Factors Affecting Failures in Concrete Structure
Failures in concrete structures can be due to any of the following factors:
1. incorrect selection of materials
2. errors in design calculations and detailing
3. poor construction methods and inadequate quality control and supervision
4. chemical attack
5. external physical and/or mechanical factors including alterations made to the structure
The above items failures in concrete structure are discussed in more detail below.
Incorrect Selection of Materials
The concrete mix required should be selected to meet the environmental or soil conditions where the concrete is to be placed. The minimum grade that should be used for reinforced concrete is grade 30. Higher grades should be used for some foundations and for structures near the sea or in an aggressive industrial environment. If sulphates are present in the soil or ground water, sulphate-resisting Portland cement should be used. Where freezing and thawing occurs air entrainment should be adopted. Further aspects of materials selection are discussed below.
Errors in Design Calculations and Detailing
An independent check should be made of all design calculations to ensure that the section sizes, slab thickness etc. and reinforcement sizes and spacing specified are adequate to carry the worst combination of design loads. The check should include overall stability,robustness and serviceability and foundation design.
Incorrect detailing is one of the commonest causes of failure and cracking in concrete structures. First the overall arrangement of the structure should be correct, efficient and robust. Movement joints should be provided where required to reduce or eliminate cracking. The overall detail should be such as to shed water.
Internal or element detailing must comply with the code requirements. The provisions specify the cover to reinforcement, minimum thicknesses for fire resistance, maximum and minimum steel areas, bar spacing limits and reinforcement to control cracking, lap lengths, anchorage of bars etc.
Poor Construction Methods
The main items that come under the heading of poor construction methods resulting from bad workmanship and inadequate quality control and supervision are as follows.The Following guidance on many of the aspects Failures in Concrete Structure discussed below.

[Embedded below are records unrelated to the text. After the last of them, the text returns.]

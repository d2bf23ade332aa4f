/// Benchmarks for jgrep parsing and traversal.
///
/// Run with: `cargo bench`

use std::sync::Arc;

use criterion::{black_box, criterion_group, criterion_main, BenchmarkId, Criterion, Throughput};
use jgrep::domain::registry::{ActionRegistry, ActionSpec};
use jgrep::domain::repository::ClassRepository;
use jgrep::domain::traverser::Traverser;
use jgrep::infrastructure::{JavaParser, ScriptEngine};
use jgrep::ports::{EmptyClasspath, SourceParser};

// ═══════════════════════════════════════════════════════════════════════════
// Synthetic Sources
// ═══════════════════════════════════════════════════════════════════════════

/// A class with `methods` methods, each with a loop, a branch and calls.
fn synthetic_class(index: usize, methods: usize) -> String {
    let mut src = format!("package bench;\n\nclass C{} {{\n  int total;\n", index);
    for m in 0..methods {
        src.push_str(&format!(
            "  int m{m}(int n) {{\n\
             \x20   for (int i = 0; i < n; i++) {{\n\
             \x20     if (i % 3 == 0) {{ total += helper(i, \"x{m}\"); }} else {{ total -= i; }}\n\
             \x20   }}\n\
             \x20   return total > 0 ? total : -total;\n\
             \x20 }}\n",
        ));
    }
    src.push_str("  int helper(int a, String s) { return a + s.length(); }\n}\n");
    src
}

// ═══════════════════════════════════════════════════════════════════════════
// Benchmarks
// ═══════════════════════════════════════════════════════════════════════════

fn bench_parse(c: &mut Criterion) {
    let mut group = c.benchmark_group("parse");
    for methods in [10, 100] {
        let source: Arc<str> = Arc::from(synthetic_class(0, methods));
        group.throughput(Throughput::Bytes(source.len() as u64));
        group.bench_with_input(BenchmarkId::from_parameter(methods), &source, |b, source| {
            b.iter(|| JavaParser.parse("bench/C0.java", Arc::clone(source)).map(|cu| cu.types.len()))
        });
    }
    group.finish();
}

fn bench_traversal(c: &mut Criterion) {
    let units: Vec<_> = (0..20)
        .filter_map(|i| JavaParser.parse(&format!("bench/C{}.java", i), Arc::from(synthetic_class(i, 50))).ok())
        .collect();
    let classes = ClassRepository::new(&units, Box::new(EmptyClasspath));

    let empty = ActionRegistry::new();
    let scripted = ActionRegistry::build(
        &[
            ActionSpec::new("methodInvocation", r#"if (_.methodName == "helper") print("")"#),
            ActionSpec::new("literal", "var t = _.kind()"),
        ],
        &ScriptEngine,
    );
    let Ok(scripted) = scripted else { return };

    let mut group = c.benchmark_group("traverse");
    for (name, registry) in [("no-actions", &empty), ("scripted", &scripted)] {
        group.bench_function(name, |b| {
            b.iter(|| {
                let mut visited = 0;
                for unit in &units {
                    let mut sink = std::io::sink();
                    if let Ok(stats) = Traverser::new(registry, unit, &classes, &mut sink).run() {
                        visited += stats.nodes_visited;
                    }
                }
                black_box(visited)
            })
        });
    }
    group.finish();
}

criterion_group!(benches, bench_parse, bench_traversal);
criterion_main!(benches);
//! Run settings and the optional TOML configuration file.
//!
//! ```toml
//! roots = ["src/main/java"]
//! files = "*.java-*Generated*"
//! classpath = ["build/classes"]
//! check_references = true
//!
//! [[action]]
//! kind = "methodInvocation"
//! script = 'if (_.methodName == "foo") println(_.location())'
//! ```
//!
//! Relative paths in the file are taken relative to the file's directory.
//! Without a `classpath`, classes are looked up under the working
//! directory.

use std::fs;
use std::path::{Path, PathBuf};

use serde::Deserialize;

use crate::domain::errors::ConfigError;
use crate::domain::registry::ActionSpec;
use crate::infrastructure::classpath::DirectoryClasspath;
use crate::infrastructure::source_finder::{DEFAULT_DIR_PATTERN, DEFAULT_FILE_PATTERN};

pub const DEFAULT_CLASSPATH: &str = ".";

fn default_dirs() -> String {
    DEFAULT_DIR_PATTERN.to_string()
}

fn default_files() -> String {
    DEFAULT_FILE_PATTERN.to_string()
}

fn default_encoding() -> String {
    "UTF-8".to_string()
}

#[derive(Debug, Clone, PartialEq, Deserialize)]
#[serde(deny_unknown_fields)]
pub struct Settings {
    #[serde(default)]
    pub roots: Vec<PathBuf>,
    #[serde(default = "default_dirs")]
    pub dirs: String,
    #[serde(default = "default_files")]
    pub files: String,
    #[serde(default)]
    pub classpath: Option<Vec<PathBuf>>,
    /// Searched before the classpath.
    #[serde(default)]
    pub bootclasspath: Option<Vec<PathBuf>>,
    /// Directories whose archives come between the boot entries and the
    /// classpath.
    #[serde(default)]
    pub extdirs: Option<Vec<PathBuf>>,
    #[serde(default = "default_encoding")]
    pub encoding: String,
    #[serde(default)]
    pub check_references: bool,
    /// Parse-phase workers; 0 picks one per core.
    #[serde(default)]
    pub jobs: usize,
    #[serde(default, rename = "action")]
    pub actions: Vec<ActionSpec>,
}

impl Default for Settings {
    fn default() -> Self {
        Self {
            roots: Vec::new(),
            dirs: default_dirs(),
            files: default_files(),
            classpath: None,
            bootclasspath: None,
            extdirs: None,
            encoding: default_encoding(),
            check_references: false,
            jobs: 0,
            actions: Vec::new(),
        }
    }
}

impl Settings {
    pub fn load(path: &Path) -> Result<Self, ConfigError> {
        let config_error = |message: String| ConfigError::ConfigFile { path: path.to_path_buf(), message };
        let content = fs::read_to_string(path).map_err(|e| config_error(format!("failed to read config file: {}", e)))?;
        let mut settings: Settings =
            toml::from_str(&content).map_err(|e| config_error(format!("failed to parse config file: {}", e)))?;

        let base = path.parent().unwrap_or(Path::new(""));
        let paths = settings
            .roots
            .iter_mut()
            .chain(settings.classpath.iter_mut().flatten())
            .chain(settings.bootclasspath.iter_mut().flatten())
            .chain(settings.extdirs.iter_mut().flatten());
        for p in paths {
            if p.is_relative() {
                *p = base.join(&*p);
            }
        }
        tracing::debug!("loaded {} action(s) from {}", settings.actions.len(), path.display());
        Ok(settings)
    }

    /// The classpath leaf for these settings.
    pub fn class_resolver(&self) -> DirectoryClasspath {
        let working_dir = [PathBuf::from(DEFAULT_CLASSPATH)];
        DirectoryClasspath::javac_like(
            self.bootclasspath.as_deref().unwrap_or_default(),
            self.extdirs.as_deref().unwrap_or_default(),
            self.classpath.as_deref().unwrap_or(&working_dir),
        )
    }
}

/// Command-line values layered over [`Settings`]: scalars and paths
/// replace, lists append.
#[derive(Debug, Default, Clone)]
pub struct Overrides {
    pub roots: Vec<PathBuf>,
    pub dirs: Option<String>,
    pub files: Option<String>,
    pub classpath: Option<Vec<PathBuf>>,
    pub bootclasspath: Option<Vec<PathBuf>>,
    pub extdirs: Option<Vec<PathBuf>>,
    pub encoding: Option<String>,
    pub check_references: bool,
    pub jobs: Option<usize>,
    pub actions: Vec<ActionSpec>,
}

impl Settings {
    pub fn apply(mut self, overrides: Overrides) -> Self {
        self.roots.extend(overrides.roots);
        self.classpath = overrides.classpath.or(self.classpath);
        self.bootclasspath = overrides.bootclasspath.or(self.bootclasspath);
        self.extdirs = overrides.extdirs.or(self.extdirs);
        self.actions.extend(overrides.actions);
        if let Some(dirs) = overrides.dirs {
            self.dirs = dirs;
        }
        if let Some(files) = overrides.files {
            self.files = files;
        }
        if let Some(encoding) = overrides.encoding {
            self.encoding = encoding;
        }
        if let Some(jobs) = overrides.jobs {
            self.jobs = jobs;
        }
        self.check_references |= overrides.check_references;
        self
    }
}

#[cfg(test)]
mod tests {
    use super::*;

    #[test]
    fn test_load_resolves_paths_against_the_file() {
        let dir = tempfile::tempdir().unwrap();
        let path = dir.path().join("jgrep.toml");
        fs::write(
            &path,
            r#"
roots = ["src", "/abs/src"]
files = "*.java-*Test*"
classpath = ["classes"]
bootclasspath = ["/jdk/classes"]
check_references = true

[[action]]
kind = "methodInvocation"
script = 'println(_.location())'

[[action]]
kind = "fieldDeclaration"
script = "print(_)"
"#,
        )
        .unwrap();

        let s = Settings::load(&path).unwrap();
        assert_eq!(s.roots, vec![dir.path().join("src"), PathBuf::from("/abs/src")]);
        assert_eq!(s.classpath, Some(vec![dir.path().join("classes")]));
        assert_eq!(s.bootclasspath, Some(vec![PathBuf::from("/jdk/classes")]));
        assert_eq!(s.extdirs, None);
        assert_eq!(s.files, "*.java-*Test*");
        assert_eq!(s.dirs, "*");
        assert_eq!(s.encoding, "UTF-8");
        assert!(s.check_references);
        assert_eq!(s.jobs, 0);
        assert_eq!(
            s.actions,
            vec![
                ActionSpec::new("methodInvocation", "println(_.location())"),
                ActionSpec::new("fieldDeclaration", "print(_)"),
            ]
        );
    }

    #[test]
    fn test_overrides_replace_scalars_and_append_lists() {
        let base = Settings {
            roots: vec![PathBuf::from("a")],
            actions: vec![ActionSpec::new("block", "print(1)")],
            ..Settings::default()
        };
        let s = base.apply(Overrides {
            roots: vec![PathBuf::from("b")],
            encoding: Some("latin1".to_string()),
            jobs: Some(2),
            actions: vec![ActionSpec::new("block", "print(2)")],
            ..Overrides::default()
        });
        assert_eq!(s.roots, vec![PathBuf::from("a"), PathBuf::from("b")]);
        assert_eq!(s.encoding, "latin1");
        assert_eq!(s.jobs, 2);
        assert_eq!(s.files, "*.java");
        assert_eq!(s.actions.len(), 2);
        assert_eq!(s.actions[1].script, "print(2)");
    }

    #[test]
    fn test_classpath_defaults_to_the_working_directory() {
        let s = Settings::default();
        assert_eq!(s.class_resolver().directories(), &[PathBuf::from(".")]);

        let dir = tempfile::tempdir().unwrap();
        let boot = dir.path().join("boot");
        let classes = dir.path().join("classes");
        fs::create_dir_all(&boot).unwrap();
        fs::create_dir_all(&classes).unwrap();

        let base = Settings { classpath: Some(vec![PathBuf::from("from-config")]), ..Settings::default() };
        let s = base.apply(Overrides {
            classpath: Some(vec![classes.clone()]),
            bootclasspath: Some(vec![boot.clone()]),
            ..Overrides::default()
        });
        assert_eq!(s.classpath, Some(vec![classes.clone()]));
        assert_eq!(s.class_resolver().directories(), &[boot, classes]);
    }

    #[test]
    fn test_bad_files_are_config_errors() {
        let dir = tempfile::tempdir().unwrap();
        let path = dir.path().join("jgrep.toml");
        fs::write(&path, "rootz = []").unwrap();
        let err = Settings::load(&path).unwrap_err();
        assert!(matches!(err, ConfigError::ConfigFile { .. }));
        assert!(err.to_string().contains("failed to parse config file"), "{err}");

        let err = Settings::load(&dir.path().join("missing.toml")).unwrap_err();
        assert!(err.to_string().contains("failed to read config file"), "{err}");
    }
}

(a) Incorrect placement of steel
Incorrect placement of steel can result in insufficient cover, leading to corrosion of the reinforcement. If the bars are placed grossly out of position or in the wrong position, collapse can occur when the element is fully loaded.
(b) Inadequate cover to reinforcement
Inadequate cover to reinforcement permits ingress of moisture, gases and other substances and leads to corrosion of the reinforcement and cracking and spalling of the concrete.
(c) Incorrectly made construction joints
The main faults in construction joints are lack of preparation and poor compaction.The old concrete should be washed and a layer of rich concrete laid before pouring is continued. Poor joints allow ingress of moisture and staining of the concrete face.
(d) Grout leakage
Grout leakage occurs where formwork joints do not fit together properly. The result is a porous area of concrete that has little or no cement and fine aggregate. All formwork joints should be properly sealed.
(e) Poor compaction
If concrete is not properly compacted by ramming or vibration, the result is a portion of porous honeycomb concrete. This part must be hacked out and recast. Complete compaction is essential to give a dense, impermeable concrete.
Segregation occurs when the mix ingredients become separated. It is the result of
1. dropping the mix through too great a height in placing. Chutes or pipes should be used in such cases.
2. using a harsh mix with high coarse aggregate content
3. large aggregate sinking due to over-vibration or use of too much plasticizer Segregation results in uneven concrete texture, or porous concrete in some cases.
More info Causes and Prevention of Segregation
(g) Poor curing
A poor curing procedure can result in loss of water through evaporation. This can cause a reduction in strength if there is not sufficient water for complete hydration of the cement.Loss of water can cause shrinkage cracking. During curing the concrete should be kept damp and covered.
(h) Too high a water content
Excess water increases workability but decreases the strength and increases the porosity and permeability of the hardened concrete, which can lead to corrosion of the reinforcement. The correct water-to-cement ratio for the mix should be strictly enforced.